Film Review | 22 Jump Street

The sequel to surprise smash-hit 21 Jump Street didn’t have to do all that much work to reel in already-won-over audiences, but a little creativity the second time around would not have gone amiss.

Crash helmet: Jonah Hill (left) and Channing Tatum in the undercover cop comedy-sequel 22 Jump Street
Crash helmet: Jonah Hill (left) and Channing Tatum in the undercover cop comedy-sequel 22 Jump Street

Some say the art of romance is dead. This is debatable. Perhaps our cynical age doesn’t deserve to luxuriate in dreams of eternal romance anymore, but you’ll find a steady drip of romantic comedies making their way onto our silver screens every month or so regardless.

Whatever the case may be however, I would put it to you that if you argue that the art of BROmance is also dead, you will have a much harder time of it.

Call it what you will – an attempt to inject new life into what’s become a stale male-female dynamic; a relaxation of tensions males may feel towards the mere notion of being associated with supposedly ‘homosexual’ behaviour – but deriving (often heart-warming) humour from touchy-feely male movie buddies appears to be a trend that isn’t going away any time soon.

BBC’s Sherlock went back to the source and gave it a trim, sharp and super-popular update: Sherlock Holmes and John Watson were arguably pop culture’s very first bromantic pairing, and the Benedict Cumberbatch/Martin Freeman interpretation of the characters milked that for all its worth.

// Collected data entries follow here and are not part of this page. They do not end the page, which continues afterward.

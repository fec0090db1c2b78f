use std::{
    collections::{BTreeSet, HashMap, HashSet},
    sync::{Arc, Mutex, RwLock},
};

use futures::future::join_all;
use shared::{
    domain::{ItemId, ItemType, Model},
    protocol::ItemEventKind,
};
use tracing::{debug, info};

use crate::{
    error::{HostError, HostResult},
    item::ItemHandle,
    lock,
    status_tracker::StatusRelay,
    ContentInspector, TypeReadiness,
};

#[derive(Debug, Clone, Copy, PartialEq, Eq)]
pub enum RegistrationState {
    Unregistered,
    AwaitingTypeReady,
    Registered,
}

#[derive(Debug, Clone, Default, PartialEq, Eq)]
pub struct ReconcileSummary {
    pub fast_path: bool,
    pub awaited_types: Vec<ItemType>,
    pub newly_bound: Vec<ItemId>,
}

/// Binds live item handles to item identifiers.
pub struct ItemRegistry {
    items: RwLock<HashMap<ItemId, Arc<dyn ItemHandle>>>,
    pending: Mutex<HashMap<ItemId, ItemType>>,
    ready_types: Mutex<HashSet<ItemType>>,
    readiness: Arc<dyn TypeReadiness>,
    inspector: Arc<dyn ContentInspector>,
    relay: Arc<StatusRelay>,
}

impl ItemRegistry {
    pub fn new(
        readiness: Arc<dyn TypeReadiness>,
        inspector: Arc<dyn ContentInspector>,
        relay: Arc<StatusRelay>,
    ) -> Self {
        Self {
            items: RwLock::new(HashMap::new()),
            pending: Mutex::new(HashMap::new()),
            ready_types: Mutex::new(HashSet::new()),
            readiness,
            inspector,
            relay,
        }
    }

    /// Binds a handle that announced itself. The id must not be bound yet.
    pub fn register(&self, id: ItemId, handle: Arc<dyn ItemHandle>) -> HostResult<()> {
        {
            let mut items = lock::write(&self.items);
            let existing = items.get(&id).map(|bound| bound.handle_id());
            if let Some(existing) = existing {
                return Err(HostError::DuplicateRegistration {
                    id,
                    existing: existing.to_string(),
                });
            }
            items.insert(id.clone(), Arc::clone(&handle));
        }
        lock::lock(&self.pending).remove(&id);
        self.attach_listeners(&id, &handle);
        info!(id = %id, item_type = %handle.item_type(), "item registered");
        Ok(())
    }

    pub fn get(&self, id: &ItemId) -> Option<Arc<dyn ItemHandle>> {
        lock::read(&self.items).get(id).cloned()
    }

    pub fn len(&self) -> usize {
        lock::read(&self.items).len()
    }

    pub fn is_empty(&self) -> bool {
        self.len() == 0
    }

    /// Bound items ordered by id.
    pub fn entries(&self) -> Vec<(ItemId, Arc<dyn ItemHandle>)> {
        let mut entries: Vec<_> = lock::read(&self.items)
            .iter()
            .map(|(id, handle)| (id.clone(), Arc::clone(handle)))
            .collect();
        entries.sort_by(|a, b| a.0.cmp(&b.0));
        entries
    }

    pub fn state(&self, id: &ItemId) -> RegistrationState {
        if lock::read(&self.items).contains_key(id) {
            RegistrationState::Registered
        } else if lock::lock(&self.pending).contains_key(id) {
            RegistrationState::AwaitingTypeReady
        } else {
            RegistrationState::Unregistered
        }
    }

    /// True when every model's id is already bound.
    pub fn covers(&self, models: &[Model]) -> bool {
        let items = lock::read(&self.items);
        models.iter().all(|model| items.contains_key(&model.id))
    }

    /// Brings the registry in line with a model list: waits for every needed
    /// item type, then binds each model's live item under its id.
    pub async fn reconcile(&self, models: &[Model]) -> HostResult<ReconcileSummary> {
        if self.covers(models) {
            debug!(models = models.len(), "all model ids already registered");
            return Ok(ReconcileSummary {
                fast_path: true,
                ..ReconcileSummary::default()
            });
        }

        let mut targets: Vec<(&Model, ItemType)> = Vec::with_capacity(models.len());
        for model in models {
            let bound = self.get(&model.id).is_some();
            match self.resolve_type(model) {
                Some(item_type) => targets.push((model, item_type)),
                None if bound => continue,
                None => {
                    return Err(HostError::UnresolvedElementType {
                        id: model.id.clone(),
                    })
                }
            }
        }

        {
            let items = lock::read(&self.items);
            let mut pending = lock::lock(&self.pending);
            for (model, item_type) in &targets {
                if !items.contains_key(&model.id) {
                    pending.insert(model.id.clone(), item_type.clone());
                }
            }
        }

        let result = self.bind_targets(&targets).await;

        let mut pending = lock::lock(&self.pending);
        for (model, _) in &targets {
            pending.remove(&model.id);
        }
        result
    }

    async fn bind_targets(&self, targets: &[(&Model, ItemType)]) -> HostResult<ReconcileSummary> {
        let awaited_types = self.await_types(targets).await;

        let mut newly_bound = Vec::new();
        for (model, item_type) in targets {
            match self.inspector.find_by_id_and_type(&model.id, item_type) {
                Some(handle) => {
                    if self.bind_located(&model.id, handle)? {
                        newly_bound.push(model.id.clone());
                    }
                }
                None if self.get(&model.id).is_some() => {}
                None => {
                    return Err(HostError::MissingElement {
                        id: model.id.clone(),
                        item_type: item_type.clone(),
                    })
                }
            }
        }

        info!(
            bound = newly_bound.len(),
            registered = self.len(),
            "registry reconciled"
        );
        Ok(ReconcileSummary {
            fast_path: false,
            awaited_types,
            newly_bound,
        })
    }

    async fn await_types(&self, targets: &[(&Model, ItemType)]) -> Vec<ItemType> {
        let wanted: Vec<ItemType> = {
            let ready = lock::lock(&self.ready_types);
            targets
                .iter()
                .map(|(_, item_type)| item_type.clone())
                .filter(|item_type| !ready.contains(item_type))
                .collect::<BTreeSet<_>>()
                .into_iter()
                .collect()
        };
        if wanted.is_empty() {
            return wanted;
        }

        debug!(types = ?wanted, "waiting for item types");
        join_all(
            wanted
                .iter()
                .map(|item_type| self.readiness.when_ready(item_type)),
        )
        .await;

        lock::lock(&self.ready_types).extend(wanted.iter().cloned());
        wanted
    }

    fn resolve_type(&self, model: &Model) -> Option<ItemType> {
        model
            .element
            .clone()
            .or_else(|| self.inspector.find_type_for_id(&model.id))
    }

    /// Returns whether the handle was newly bound; rebinding the same handle
    /// is a no-op.
    fn bind_located(&self, id: &ItemId, handle: Arc<dyn ItemHandle>) -> HostResult<bool> {
        {
            let mut items = lock::write(&self.items);
            let existing = items.get(id).map(|bound| bound.handle_id());
            match existing {
                Some(existing) if existing == handle.handle_id() => return Ok(false),
                Some(_) => return Err(HostError::RegistrationConflict { id: id.clone() }),
                None => {
                    items.insert(id.clone(), Arc::clone(&handle));
                }
            }
        }
        self.attach_listeners(id, &handle);
        debug!(id = %id, item_type = %handle.item_type(), "item bound from content");
        Ok(true)
    }

    fn attach_listeners(&self, id: &ItemId, handle: &Arc<dyn ItemHandle>) {
        for kind in ItemEventKind::ALL {
            handle.add_listener(kind, self.relay.listener_for(id.clone()));
        }
    }
}

#[cfg(test)]
#[path = "tests/item_registry_tests.rs"]
mod tests;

Going ever so slightly back, in the Ben Stiller/Owen Wilson parodic take on the Starsky and Hutch television series (2004), we find a similar dynamic to 21 Jump Street (2012) – also a comedic update of a police-procedural TV series – which also seeks to derive humour from the cushy relationship that begins to develop between the two leads.

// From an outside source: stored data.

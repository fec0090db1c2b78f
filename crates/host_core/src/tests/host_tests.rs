use super::*;
use anyhow::anyhow;
use serde_json::json;
use shared::{domain::ItemType, protocol::ItemEvent};
use tokio::sync::broadcast::error::TryRecvError;

use crate::{
    item::ItemHandle,
    item_registry::RegistrationState,
    readiness::ReadinessSignals,
    test_support::{env, handle, host_with, ScriptedController, TestContent, TestItem},
    ImmediateReadiness, MissingContent,
};

fn drain(events: &mut broadcast::Receiver<HostEvent>) -> Vec<HostEvent> {
    let mut drained = Vec::new();
    while let Ok(event) = events.try_recv() {
        drained.push(event);
    }
    drained
}

#[tokio::test]
async fn mount_announces_ready() {
    let host = ItemHost::new(Arc::new(ImmediateReadiness), Arc::new(MissingContent));
    let mut events = host.subscribe_events();

    host.mount();

    assert_eq!(events.try_recv().expect("event"), HostEvent::Ready);
}

#[tokio::test]
async fn sessions_without_controller_resolve_as_skipped() {
    let host = host_with(Arc::new(TestContent::default()), Arc::new(ImmediateReadiness));
    let mut events = host.subscribe_events();

    let settled = host
        .set_sessions(json!([{"id": "q1"}]))
        .await
        .expect("sessions");

    assert!(settled.refresh.skipped);
    assert_eq!(settled.value, vec![Session::new("q1")]);
    assert!(matches!(events.try_recv(), Err(TryRecvError::Empty)));
}

#[tokio::test]
async fn non_array_sessions_are_rejected_and_prior_sessions_kept() {
    let host = host_with(Arc::new(TestContent::default()), Arc::new(ImmediateReadiness));
    host.set_sessions(json!([{"id": "q1", "response": "x"}]))
        .await
        .expect("sessions");
    let held = host.session(&ItemId::from("q1")).expect("held");

    let err = host
        .set_sessions(json!({"id": "q2"}))
        .await
        .expect_err("must fail");

    assert!(matches!(err, HostError::InvalidArgument(_)));
    assert_eq!(err.code(), shared::error::ErrorCode::InvalidArgument);
    let sessions = host.sessions().expect("sessions");
    assert_eq!(sessions.len(), 1);
    assert!(sessions[0].same_record(&held));
    assert_eq!(held.get("response"), Some(json!("x")));
}

#[tokio::test]
async fn item_is_bound_once_its_type_is_ready_and_status_follows_events() {
    let item = TestItem::new("my-item");
    let signals = Arc::new(ReadinessSignals::new());
    let host = Arc::new(host_with(TestContent::with(&[("q1", &item)]), signals.clone()));
    let mut events = host.subscribe_events();

    host.set_controller(Arc::new(ScriptedController::returning(vec![
        Model::for_element("q1", "my-item"),
    ])))
    .await
    .expect("controller");
    host.set_environment(env()).await.expect("environment");

    let pending = {
        let host = Arc::clone(&host);
        tokio::spawn(async move { host.set_sessions(json!([{"id": "q1"}])).await })
    };
    tokio::task::yield_now().await;
    assert_eq!(
        host.registry().state(&ItemId::from("q1")),
        RegistrationState::AwaitingTypeReady
    );

    signals.mark_ready("my-item");
    let settled = pending.await.expect("join").expect("sessions");

    assert_eq!(settled.refresh.pushed_ids(), vec![ItemId::from("q1")]);
    assert_eq!(
        host.registry().state(&ItemId::from("q1")),
        RegistrationState::Registered
    );
    assert_eq!(
        drain(&mut events),
        vec![HostEvent::ModelUpdated { generation: 1 }]
    );
    assert_eq!(
        host.status().await.expect("status"),
        vec![StatusEntry {
            id: ItemId::from("q1"),
            complete: None
        }]
    );

    assert_eq!(item.emit(ItemEvent::model_set(true)), Propagation::Stop);

    let expected = vec![StatusEntry {
        id: ItemId::from("q1"),
        complete: Some(true),
    }];
    assert_eq!(host.status().await.expect("status"), expected);
    assert_eq!(drain(&mut events), vec![HostEvent::SessionsChanged(expected)]);
}

#[tokio::test]
async fn status_follows_session_order_not_registration_order() {
    let a = TestItem::new("my-item");
    let b = TestItem::new("my-item");
    let host = host_with(Arc::new(TestContent::default()), Arc::new(ImmediateReadiness));
    host.set_sessions(json!([{"id": "a"}, {"id": "b"}]))
        .await
        .expect("sessions");

    host.handle_registration(RegistrationEvent::new("b", handle(&b)))
        .expect("b");
    host.handle_registration(RegistrationEvent::new("a", handle(&a)))
        .expect("a");
    b.emit(ItemEvent::session_changed(false));

    assert_eq!(
        host.status().await.expect("status"),
        vec![
            StatusEntry::untracked(ItemId::from("a")),
            StatusEntry {
                id: ItemId::from("b"),
                complete: Some(false)
            },
        ]
    );
}

#[tokio::test]
async fn status_requires_sessions() {
    let host = host_with(Arc::new(TestContent::default()), Arc::new(ImmediateReadiness));
    let err = host.status().await.expect_err("must fail");
    assert!(matches!(err, HostError::NotInitialized("sessions")));
}

#[tokio::test]
async fn registration_requires_an_identifier_and_rejects_duplicates() {
    let host = host_with(Arc::new(TestContent::default()), Arc::new(ImmediateReadiness));
    let first = TestItem::new("my-item");
    let second = TestItem::new("my-item");

    let err = host
        .handle_registration(RegistrationEvent::anonymous(handle(&first)))
        .expect_err("must fail");
    assert!(matches!(err, HostError::MissingIdentifier { .. }));

    assert_eq!(
        host.handle_registration(RegistrationEvent::new("q1", handle(&first)))
            .expect("first"),
        Propagation::Stop
    );
    let err = host
        .handle_registration(RegistrationEvent::new("q1", handle(&second)))
        .expect_err("must fail");

    assert!(matches!(err, HostError::DuplicateRegistration { .. }));
    assert_eq!(
        host.registry()
            .get(&ItemId::from("q1"))
            .expect("bound")
            .handle_id(),
        first.handle_id()
    );
    assert_eq!(second.listener_count(), 0);
}

#[tokio::test]
async fn outcomes_delegate_to_the_controller() {
    let host = host_with(Arc::new(TestContent::default()), Arc::new(ImmediateReadiness));
    let outcome: Outcome =
        serde_json::from_value(json!({"id": "q1", "score": 1})).expect("outcome");

    let err = host.outcomes().await.expect_err("must fail");
    assert!(matches!(err, HostError::NotInitialized("controller")));

    host.set_controller(Arc::new(
        ScriptedController::returning(Vec::new()).with_outcomes(vec![outcome.clone()]),
    ))
    .await
    .expect("controller");
    host.set_environment(env()).await.expect("environment");
    let err = host.outcomes().await.expect_err("must fail");
    assert!(matches!(err, HostError::NotInitialized("sessions")));

    host.set_sessions(json!([{"id": "q1"}]))
        .await
        .expect("sessions");
    assert_eq!(host.outcomes().await.expect("outcomes"), vec![outcome]);
}

#[tokio::test]
async fn reset_responses_keeps_what_the_predicate_returns() {
    let host = host_with(Arc::new(TestContent::default()), Arc::new(ImmediateReadiness));
    host.set_sessions(json!([{"id": "q1", "response": "x", "note": "y"}]))
        .await
        .expect("sessions");
    let held = host.session(&ItemId::from("q1")).expect("held");

    let reset = host
        .reset_responses(|proposal| async move { Ok(proposal) })
        .await
        .expect("reset");

    assert_eq!(reset, vec![Session::new("q1").with_field("note", json!("y"))]);
    assert_eq!(held.get("response"), None);
    assert_eq!(held.get("note"), Some(json!("y")));
}

#[tokio::test]
async fn full_reset_offers_ids_only() {
    let host = host_with(Arc::new(TestContent::default()), Arc::new(ImmediateReadiness));
    host.set_sessions(json!([{"id": "q1", "response": "x", "note": "y"}]))
        .await
        .expect("sessions");

    let reset = host
        .reset(|proposal| async move {
            assert_eq!(proposal, vec![Session::new("q1")]);
            Ok(proposal)
        })
        .await
        .expect("reset");

    assert_eq!(reset, vec![Session::new("q1")]);
}

#[tokio::test]
async fn failed_reset_predicate_leaves_sessions_alone() {
    let host = host_with(Arc::new(TestContent::default()), Arc::new(ImmediateReadiness));
    host.set_sessions(json!([{"id": "q1", "response": "x"}]))
        .await
        .expect("sessions");

    let err = host
        .reset(|_| async { Err(anyhow!("user cancelled")) })
        .await
        .expect_err("must fail");

    assert!(matches!(err, HostError::PredicateFailure(_)));
    assert_eq!(
        host.session(&ItemId::from("q1"))
            .expect("session")
            .get("response"),
        Some(json!("x"))
    );
}

#[tokio::test]
async fn declared_element_models_receive_environment_and_properties() {
    let banner = TestItem::new("x-banner");
    let host = host_with(
        TestContent::with(&[("d1", &banner)]),
        Arc::new(ImmediateReadiness),
    );
    host.set_environment(env()).await.expect("environment");

    let located = host
        .declare_item_models(vec![
            Model::for_element("d1", "x-banner").with_field("text", json!("hello")),
            Model::for_element("d2", "x-banner"),
        ])
        .await;

    assert_eq!(located, 1);
    assert_eq!(host.declared_elements(), vec![ItemId::from("d1")]);
    assert_eq!(banner.environments(), vec![env()]);
    assert_eq!(
        banner.properties(),
        vec![("text".to_string(), json!("hello"))]
    );

    let updated = Environment::new(json!({"mode": "evaluate"}));
    host.set_environment(updated.clone())
        .await
        .expect("environment");
    assert_eq!(banner.environments(), vec![env(), updated]);
    assert_eq!(banner.item_type(), ItemType::from("x-banner"));
}
//! Serial transport trait definition

use tokio::sync::watch;
use trait_variant::make;

use crate::core::error::{TransportError, TransportResult};

/// Physical link state, reported out of band by a transport
#[derive(Debug, Clone, Copy, PartialEq, Eq)]
pub enum LinkState {
    Up,
    Down,
}

/// Token proving ownership of the exclusive read side
///
/// Only transports in this crate can create one, and it must be handed back through [`SerialTransport::release_read_stream`].
#[derive(Debug, PartialEq, Eq)]
pub struct ReadHandle {
    id: u64,
}

impl ReadHandle {
    pub(crate) fn new(id: u64) -> Self {
        Self { id }
    }

    pub fn id(&self) -> u64 {
        self.id
    }
}

/// One result of reading from the stream
#[derive(Debug, Clone, PartialEq, Eq)]
pub enum ReadChunk {
    Data(Vec<u8>),
    Closed,
}

/// Abstraction over a byte-oriented serial connection to the device
///
/// Implemented by the real serial port and by a simulated device in tests.
/// The read side is exclusive: a second `open_read_stream` while a handle is
/// outstanding must fail with [`TransportError::ReaderLocked`] instead of
/// waiting.
#[make(Send)]
pub trait SerialTransport: Send + Sync + 'static {
    /// Write raw bytes to the device
    async fn write(&self, bytes: &[u8]) -> TransportResult<()>;

    /// Acquire the exclusive reader
    fn open_read_stream(&self) -> TransportResult<ReadHandle>;

    /// Wait for the next chunk of bytes
    async fn read(&self, handle: &ReadHandle) -> TransportResult<ReadChunk>;

    /// Give the reader back
    fn release_read_stream(&self, handle: ReadHandle);

    /// Close the connection. Calling it more than once is harmless.
    async fn close(&self);

    /// Subscribe to physical link changes
    ///
    /// The value moves from [`LinkState::Up`] to [`LinkState::Down`] at most
    /// once per connection.
    fn link_events(&self) -> watch::Receiver<LinkState>;
}

/// Scoped ownership of the read side
///
/// Dropping the lock releases the reader, so every exit path of a cycle
/// (including the cycle future itself being dropped) hands it back.
pub struct ReadLock<'a, T: SerialTransport> {
    transport: &'a T,
    handle: Option<ReadHandle>,
}

impl<'a, T: SerialTransport> ReadLock<'a, T> {
    pub fn acquire(transport: &'a T) -> TransportResult<Self> {
        let handle = transport.open_read_stream()?;
        Ok(Self {
            transport,
            handle: Some(handle),
        })
    }

    pub async fn read(&self) -> TransportResult<ReadChunk> {
        let handle = self.handle.as_ref().ok_or(TransportError::Closed)?;
        self.transport.read(handle).await
    }
}

impl<T: SerialTransport> Drop for ReadLock<'_, T> {
    fn drop(&mut self) {
        if let Some(handle) = self.handle.take() {
            self.transport.release_read_stream(handle);
        }
    }
}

A part of me thinks there must be something suspect, even insidiously homophobic, about all of this. Though there seems to be an element of tenderness to these dynamics – undercutting the emotionally numb machismo we’ve come to expect from bona fide action heroes in bona fide, non-comedic action films – the idea that we should be laughing at them too just doesn’t sit right with me.

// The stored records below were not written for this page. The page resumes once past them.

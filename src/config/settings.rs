//! Runtime settings

use std::time::Duration;

use crate::config::CliArgs;
use crate::core::{
    fetcher::{ReadWindow, RetryPolicy},
    scanner::ScanPolicy,
};

/// Baud rate the device firmware talks at
pub const DEFAULT_BAUD_RATE: u32 = 115_200;

/// Serial line settings
#[derive(Debug, Clone, PartialEq, Eq)]
pub struct SerialSettings {
    pub port: String,
    pub baud_rate: u32,
    pub write_timeout: Duration,
}

impl Default for SerialSettings {
    fn default() -> Self {
        Self {
            port: "/dev/ttyUSB0".to_string(),
            baud_rate: DEFAULT_BAUD_RATE,
            write_timeout: Duration::from_millis(2000),
        }
    }
}

/// Timing and retry constants of the command/response cycles
#[derive(Debug, Clone, Copy, PartialEq, Eq)]
pub struct ProtocolSettings {
    /// Reading the configuration on connect and refresh
    pub fetch: RetryPolicy,
    /// Reading the configuration back after a restart
    pub verify: RetryPolicy,
    /// Wait after `RESTART` before talking to the device again
    pub settle_delay: Duration,
    pub scan: ScanPolicy,
}

impl Default for ProtocolSettings {
    fn default() -> Self {
        Self {
            fetch: RetryPolicy {
                max_attempts: 10,
                backoff: Duration::from_millis(300),
                window: ReadWindow::Bounded(Duration::from_millis(1000)),
            },
            verify: RetryPolicy {
                max_attempts: 10,
                backoff: Duration::from_millis(500),
                window: ReadWindow::UntilFrame,
            },
            settle_delay: Duration::from_millis(5000),
            scan: ScanPolicy {
                ack_attempts: 20,
                ack_interval: Duration::from_millis(500),
                data_timeout: Duration::from_millis(5000),
            },
        }
    }
}

/// Runtime configuration settings
#[derive(Debug, Clone, Default)]
pub struct Settings {
    pub serial: SerialSettings,
    pub protocol: ProtocolSettings,
}

impl From<CliArgs> for Settings {
    fn from(args: CliArgs) -> Self {
        let mut protocol = ProtocolSettings::default();
        if let Some(ms) = args.verify_read_timeout_ms {
            protocol.verify.window = ReadWindow::Bounded(Duration::from_millis(ms));
        }

        Settings {
            serial: SerialSettings {
                port: args.port,
                baud_rate: args.baud,
                write_timeout: Duration::from_millis(args.write_timeout_ms),
            },
            protocol,
        }
    }
}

But clearly I’m in the minority, as 21 Jump Street – starring Channing Tatum and Jonah Hill as two lacklustre cops who go undercover in a high school in an attempt to bust a drug ring – was not only a commercial and critical success, it has just spawned a sequel: unimaginatively titled 22 Jump Street, which allows our leads to graduate from high school to college, as they go undercover once again.

As tends to be the case with the neo-buddy cop genre – and we can include the aforementioned Starsky and Hutch under that particular umbrella – logic isn’t something that we should be concerned with. Directors Phil Lord and Christopher Miller and screenwriters Michael Bacall, Oren Uziel, and Rodney Rothman are brazen in their disregard of it, in fact.

Under any normal circumstances, incompetent law enforcers Morton Schmidt (Hill) and Greg Jenko (Tatum) would have been fired from their jobs a long time ago. Instead, after they’ve botched yet another sting operation – in an attempt to capture a drug dealer nostalgic for the good old days of the 90s (Peter Stromare) – they’re given a chance to redeem themselves by “doing the same old undercover s**t”, only this time in college, specifically the prestigious MC State, where a new ‘work hard party hard’ designer drug – WHYPHY – is being peddled around.

But the filmmakers are also brazen in their self-awareness: the irony of our protagonists being told “just do the same old thing again, and everyone’s happy” won’t be lost on most half-intelligent viewers, I’m sure. Neither will the constant warnings that doing the same thing twice-over normally results in disaster…

So does the latter prophecy of doom actually come to pass? It’s safe to say that no, 22 Jump Street is hardly a disaster.

As far as frat boy comedies go, it’s actually pretty solid, with real laughs amid the – admittedly overplayed by now – core concept. There is absolutely nothing in the college milieu presented here that hasn’t been done before – hedonistic fraternity parties, sports-related one-upmanship, clearly defined subcultures – but the familiar dynamics are finely played out.

More than any individual gags, or anything to do with the conceit itself, it’s the bromance that gives the film a real ballast, and puts all the crass humour in some kind of context.

Going native on his undercover role, Jenko endears himself to the college football team, much to the chagrin of the decidedly non-athletic Schmidt. Their ensuing dissolution plays out like a slow-burning break-up, and though the concept is stretched over one scene too many, it still yields some funny moments.

At the end of the day, 22 Jump Street is likely to be the film you expect it to be: a competent sequel that riffs on its original, but which doesn’t really open up any avenues for originality in the process.